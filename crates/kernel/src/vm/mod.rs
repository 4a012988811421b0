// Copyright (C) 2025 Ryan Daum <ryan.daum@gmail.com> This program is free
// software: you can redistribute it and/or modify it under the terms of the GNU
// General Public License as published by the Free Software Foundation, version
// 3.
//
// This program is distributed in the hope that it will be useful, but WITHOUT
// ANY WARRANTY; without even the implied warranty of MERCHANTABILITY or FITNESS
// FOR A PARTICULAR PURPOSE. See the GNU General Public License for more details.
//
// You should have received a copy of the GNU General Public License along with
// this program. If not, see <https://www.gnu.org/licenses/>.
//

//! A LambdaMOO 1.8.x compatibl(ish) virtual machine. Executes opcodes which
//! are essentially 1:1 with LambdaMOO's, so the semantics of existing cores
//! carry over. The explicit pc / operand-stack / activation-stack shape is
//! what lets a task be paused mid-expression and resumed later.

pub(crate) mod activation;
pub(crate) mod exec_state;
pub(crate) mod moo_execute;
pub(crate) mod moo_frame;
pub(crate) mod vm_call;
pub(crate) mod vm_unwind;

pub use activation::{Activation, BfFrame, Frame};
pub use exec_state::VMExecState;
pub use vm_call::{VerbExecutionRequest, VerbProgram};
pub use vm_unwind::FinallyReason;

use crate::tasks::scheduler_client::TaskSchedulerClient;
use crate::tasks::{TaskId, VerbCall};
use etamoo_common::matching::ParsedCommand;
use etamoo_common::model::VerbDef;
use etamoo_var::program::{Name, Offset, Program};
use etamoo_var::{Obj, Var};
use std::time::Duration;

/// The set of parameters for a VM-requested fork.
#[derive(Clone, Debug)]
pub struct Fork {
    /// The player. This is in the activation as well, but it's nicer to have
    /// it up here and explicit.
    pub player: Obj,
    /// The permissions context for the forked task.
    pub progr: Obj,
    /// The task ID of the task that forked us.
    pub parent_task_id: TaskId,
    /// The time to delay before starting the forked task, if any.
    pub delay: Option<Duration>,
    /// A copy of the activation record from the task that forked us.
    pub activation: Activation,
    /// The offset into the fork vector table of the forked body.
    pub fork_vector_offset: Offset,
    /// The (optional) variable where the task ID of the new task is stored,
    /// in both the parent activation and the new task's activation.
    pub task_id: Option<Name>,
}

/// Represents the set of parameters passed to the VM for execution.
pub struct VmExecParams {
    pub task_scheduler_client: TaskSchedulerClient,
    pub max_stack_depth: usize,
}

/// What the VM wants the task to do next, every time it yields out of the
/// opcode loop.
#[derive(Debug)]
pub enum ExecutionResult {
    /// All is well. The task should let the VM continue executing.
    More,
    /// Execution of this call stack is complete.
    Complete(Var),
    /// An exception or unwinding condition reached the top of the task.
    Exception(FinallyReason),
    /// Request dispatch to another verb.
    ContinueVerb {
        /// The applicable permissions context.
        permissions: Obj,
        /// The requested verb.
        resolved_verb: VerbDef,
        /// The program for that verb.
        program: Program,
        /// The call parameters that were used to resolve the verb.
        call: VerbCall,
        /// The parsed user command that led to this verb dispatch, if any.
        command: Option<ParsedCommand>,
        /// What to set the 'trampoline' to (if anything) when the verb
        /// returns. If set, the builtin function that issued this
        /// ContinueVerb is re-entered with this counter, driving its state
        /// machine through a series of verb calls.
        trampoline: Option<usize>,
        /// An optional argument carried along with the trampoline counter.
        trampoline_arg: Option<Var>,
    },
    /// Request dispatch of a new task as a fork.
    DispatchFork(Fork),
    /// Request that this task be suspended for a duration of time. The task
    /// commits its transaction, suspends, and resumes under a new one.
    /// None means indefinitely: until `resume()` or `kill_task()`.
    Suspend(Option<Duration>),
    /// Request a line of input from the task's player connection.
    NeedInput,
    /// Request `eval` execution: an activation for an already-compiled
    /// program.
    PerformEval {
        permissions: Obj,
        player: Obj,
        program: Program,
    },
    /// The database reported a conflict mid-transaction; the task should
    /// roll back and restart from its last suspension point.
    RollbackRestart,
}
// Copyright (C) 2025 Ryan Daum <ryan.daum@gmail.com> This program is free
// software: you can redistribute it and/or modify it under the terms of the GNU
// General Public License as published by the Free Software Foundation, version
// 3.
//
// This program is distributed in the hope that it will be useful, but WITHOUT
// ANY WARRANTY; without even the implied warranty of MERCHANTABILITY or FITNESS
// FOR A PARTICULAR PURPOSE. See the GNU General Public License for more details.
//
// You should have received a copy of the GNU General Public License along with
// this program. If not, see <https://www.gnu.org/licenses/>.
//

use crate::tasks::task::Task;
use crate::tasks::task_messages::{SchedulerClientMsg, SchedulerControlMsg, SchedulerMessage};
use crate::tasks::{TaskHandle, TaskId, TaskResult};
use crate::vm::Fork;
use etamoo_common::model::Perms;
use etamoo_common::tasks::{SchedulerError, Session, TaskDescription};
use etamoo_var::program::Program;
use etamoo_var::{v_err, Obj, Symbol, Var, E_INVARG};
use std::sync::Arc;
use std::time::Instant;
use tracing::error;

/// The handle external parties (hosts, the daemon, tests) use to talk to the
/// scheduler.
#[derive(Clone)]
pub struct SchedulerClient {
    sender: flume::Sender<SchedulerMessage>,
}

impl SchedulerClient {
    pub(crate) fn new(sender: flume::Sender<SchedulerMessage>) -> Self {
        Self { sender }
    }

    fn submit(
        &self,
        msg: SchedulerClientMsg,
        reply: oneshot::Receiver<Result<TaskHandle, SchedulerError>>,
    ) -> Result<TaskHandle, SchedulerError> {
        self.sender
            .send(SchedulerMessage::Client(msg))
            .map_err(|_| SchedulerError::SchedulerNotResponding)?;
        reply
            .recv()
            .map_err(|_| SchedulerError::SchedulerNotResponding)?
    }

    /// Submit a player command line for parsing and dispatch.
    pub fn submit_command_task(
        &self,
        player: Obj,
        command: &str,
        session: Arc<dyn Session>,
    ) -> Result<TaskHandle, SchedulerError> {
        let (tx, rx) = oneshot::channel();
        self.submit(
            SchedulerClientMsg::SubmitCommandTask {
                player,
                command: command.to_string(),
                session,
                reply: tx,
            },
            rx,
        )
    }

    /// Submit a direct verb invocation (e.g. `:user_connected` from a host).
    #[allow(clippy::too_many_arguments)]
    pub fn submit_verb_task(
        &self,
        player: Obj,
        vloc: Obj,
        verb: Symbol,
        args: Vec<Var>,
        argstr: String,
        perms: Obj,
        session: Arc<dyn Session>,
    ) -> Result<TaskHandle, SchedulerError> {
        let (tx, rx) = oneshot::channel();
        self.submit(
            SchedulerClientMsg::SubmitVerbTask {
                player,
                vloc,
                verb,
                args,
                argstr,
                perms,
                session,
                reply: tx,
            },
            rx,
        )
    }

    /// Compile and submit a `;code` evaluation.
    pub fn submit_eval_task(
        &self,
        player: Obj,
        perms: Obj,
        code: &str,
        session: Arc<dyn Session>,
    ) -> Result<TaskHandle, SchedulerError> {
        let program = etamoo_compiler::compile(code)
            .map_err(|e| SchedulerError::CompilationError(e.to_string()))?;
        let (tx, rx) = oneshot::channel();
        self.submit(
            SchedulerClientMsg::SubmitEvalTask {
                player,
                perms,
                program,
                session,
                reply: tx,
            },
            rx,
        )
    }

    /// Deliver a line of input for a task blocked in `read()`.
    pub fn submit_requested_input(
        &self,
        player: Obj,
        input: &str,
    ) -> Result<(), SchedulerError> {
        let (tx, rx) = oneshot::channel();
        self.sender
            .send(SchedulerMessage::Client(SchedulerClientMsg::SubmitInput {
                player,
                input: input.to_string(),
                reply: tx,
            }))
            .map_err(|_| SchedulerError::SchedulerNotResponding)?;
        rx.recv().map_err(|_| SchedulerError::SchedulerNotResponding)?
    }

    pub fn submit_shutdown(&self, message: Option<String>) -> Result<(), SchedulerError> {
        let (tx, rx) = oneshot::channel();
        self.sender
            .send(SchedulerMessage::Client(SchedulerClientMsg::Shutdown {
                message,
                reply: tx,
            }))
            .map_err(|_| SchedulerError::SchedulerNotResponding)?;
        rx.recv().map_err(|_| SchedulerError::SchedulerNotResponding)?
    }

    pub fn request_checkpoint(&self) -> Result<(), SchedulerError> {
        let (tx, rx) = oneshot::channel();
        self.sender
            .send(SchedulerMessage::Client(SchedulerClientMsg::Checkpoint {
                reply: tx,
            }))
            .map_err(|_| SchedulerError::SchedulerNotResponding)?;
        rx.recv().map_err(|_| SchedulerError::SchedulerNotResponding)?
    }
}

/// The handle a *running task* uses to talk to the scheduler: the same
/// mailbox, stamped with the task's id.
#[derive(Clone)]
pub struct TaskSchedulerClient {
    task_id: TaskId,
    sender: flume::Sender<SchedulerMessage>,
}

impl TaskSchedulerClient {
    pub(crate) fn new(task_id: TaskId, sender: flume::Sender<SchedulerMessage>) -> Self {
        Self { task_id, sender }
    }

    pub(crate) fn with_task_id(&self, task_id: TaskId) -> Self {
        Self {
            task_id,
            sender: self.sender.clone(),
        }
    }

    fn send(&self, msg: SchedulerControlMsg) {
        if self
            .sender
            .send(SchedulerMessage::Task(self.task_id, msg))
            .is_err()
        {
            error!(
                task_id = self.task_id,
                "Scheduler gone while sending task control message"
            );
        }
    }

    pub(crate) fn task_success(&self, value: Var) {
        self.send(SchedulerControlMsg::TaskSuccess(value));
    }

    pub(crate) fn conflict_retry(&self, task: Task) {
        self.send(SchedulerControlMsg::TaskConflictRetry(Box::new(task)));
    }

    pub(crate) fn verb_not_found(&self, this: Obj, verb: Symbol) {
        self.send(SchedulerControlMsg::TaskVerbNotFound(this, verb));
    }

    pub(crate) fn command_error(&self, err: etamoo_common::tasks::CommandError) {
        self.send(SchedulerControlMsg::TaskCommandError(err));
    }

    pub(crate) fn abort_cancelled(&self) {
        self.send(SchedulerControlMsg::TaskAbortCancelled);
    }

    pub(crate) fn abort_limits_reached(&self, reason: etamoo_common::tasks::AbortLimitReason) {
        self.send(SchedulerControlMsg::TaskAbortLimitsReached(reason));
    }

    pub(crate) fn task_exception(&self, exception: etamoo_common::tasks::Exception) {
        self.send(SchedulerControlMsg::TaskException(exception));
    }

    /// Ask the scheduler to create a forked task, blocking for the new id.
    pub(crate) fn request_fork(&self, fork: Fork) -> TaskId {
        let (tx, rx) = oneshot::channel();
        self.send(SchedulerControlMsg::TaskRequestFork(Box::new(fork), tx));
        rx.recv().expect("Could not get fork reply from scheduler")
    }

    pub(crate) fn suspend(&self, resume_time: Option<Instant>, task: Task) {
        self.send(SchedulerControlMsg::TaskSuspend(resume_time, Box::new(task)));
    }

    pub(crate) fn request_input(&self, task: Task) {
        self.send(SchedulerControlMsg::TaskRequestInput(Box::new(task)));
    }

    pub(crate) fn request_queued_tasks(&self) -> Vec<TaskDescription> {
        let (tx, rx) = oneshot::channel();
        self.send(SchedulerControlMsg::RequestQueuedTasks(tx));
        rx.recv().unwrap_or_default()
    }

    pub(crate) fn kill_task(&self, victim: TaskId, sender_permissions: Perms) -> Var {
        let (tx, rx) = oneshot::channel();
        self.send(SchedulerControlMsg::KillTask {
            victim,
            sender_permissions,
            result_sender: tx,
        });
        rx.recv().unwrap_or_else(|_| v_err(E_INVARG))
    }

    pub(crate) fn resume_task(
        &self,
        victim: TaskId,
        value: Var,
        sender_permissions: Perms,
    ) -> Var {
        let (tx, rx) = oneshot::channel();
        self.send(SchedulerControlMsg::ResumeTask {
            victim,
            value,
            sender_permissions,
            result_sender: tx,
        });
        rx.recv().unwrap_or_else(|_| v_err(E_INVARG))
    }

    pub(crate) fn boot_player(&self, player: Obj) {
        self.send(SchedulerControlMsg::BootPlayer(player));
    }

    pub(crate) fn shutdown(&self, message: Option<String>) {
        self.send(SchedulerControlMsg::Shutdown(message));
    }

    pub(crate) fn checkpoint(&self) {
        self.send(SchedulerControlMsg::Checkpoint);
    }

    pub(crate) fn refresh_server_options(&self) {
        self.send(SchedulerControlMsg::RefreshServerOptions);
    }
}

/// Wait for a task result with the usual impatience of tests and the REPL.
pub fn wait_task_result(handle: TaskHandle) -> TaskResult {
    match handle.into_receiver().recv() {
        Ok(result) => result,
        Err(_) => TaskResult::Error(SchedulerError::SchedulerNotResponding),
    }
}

************

What you need to do → Set down exactly the lines above that run from the start of the listing to the line with "use etamoo_common::model::VerbDef;". Leave out every later line.

Reply →
filename crates/kernel/src/vm/mod.rs
repository 4a012988811421b0
// Copyright (C) 2025 Ryan Daum <ryan.daum@gmail.com> This program is free
// software: you can redistribute it and/or modify it under the terms of the GNU
// General Public License as published by the Free Software Foundation, version
// 3.
//
// This program is distributed in the hope that it will be useful, but WITHOUT
// ANY WARRANTY; without even the implied warranty of MERCHANTABILITY or FITNESS
// FOR A PARTICULAR PURPOSE. See the GNU General Public License for more details.
//
// You should have received a copy of the GNU General Public License along with
// this program. If not, see <https://www.gnu.org/licenses/>.
//

//! A LambdaMOO 1.8.x compatibl(ish) virtual machine. Executes opcodes which
//! are essentially 1:1 with LambdaMOO's, so the semantics of existing cores
//! carry over. The explicit pc / operand-stack / activation-stack shape is
//! what lets a task be paused mid-expression and resumed later.

pub(crate) mod activation;
pub(crate) mod exec_state;
pub(crate) mod moo_execute;
pub(crate) mod moo_frame;
pub(crate) mod vm_call;
pub(crate) mod vm_unwind;

pub use activation::{Activation, BfFrame, Frame};
pub use exec_state::VMExecState;
pub use vm_call::{VerbExecutionRequest, VerbProgram};
pub use vm_unwind::FinallyReason;

use crate::tasks::scheduler_client::TaskSchedulerClient;
use crate::tasks::{TaskId, VerbCall};
use etamoo_common::matching::ParsedCommand;
use etamoo_common::model::VerbDef;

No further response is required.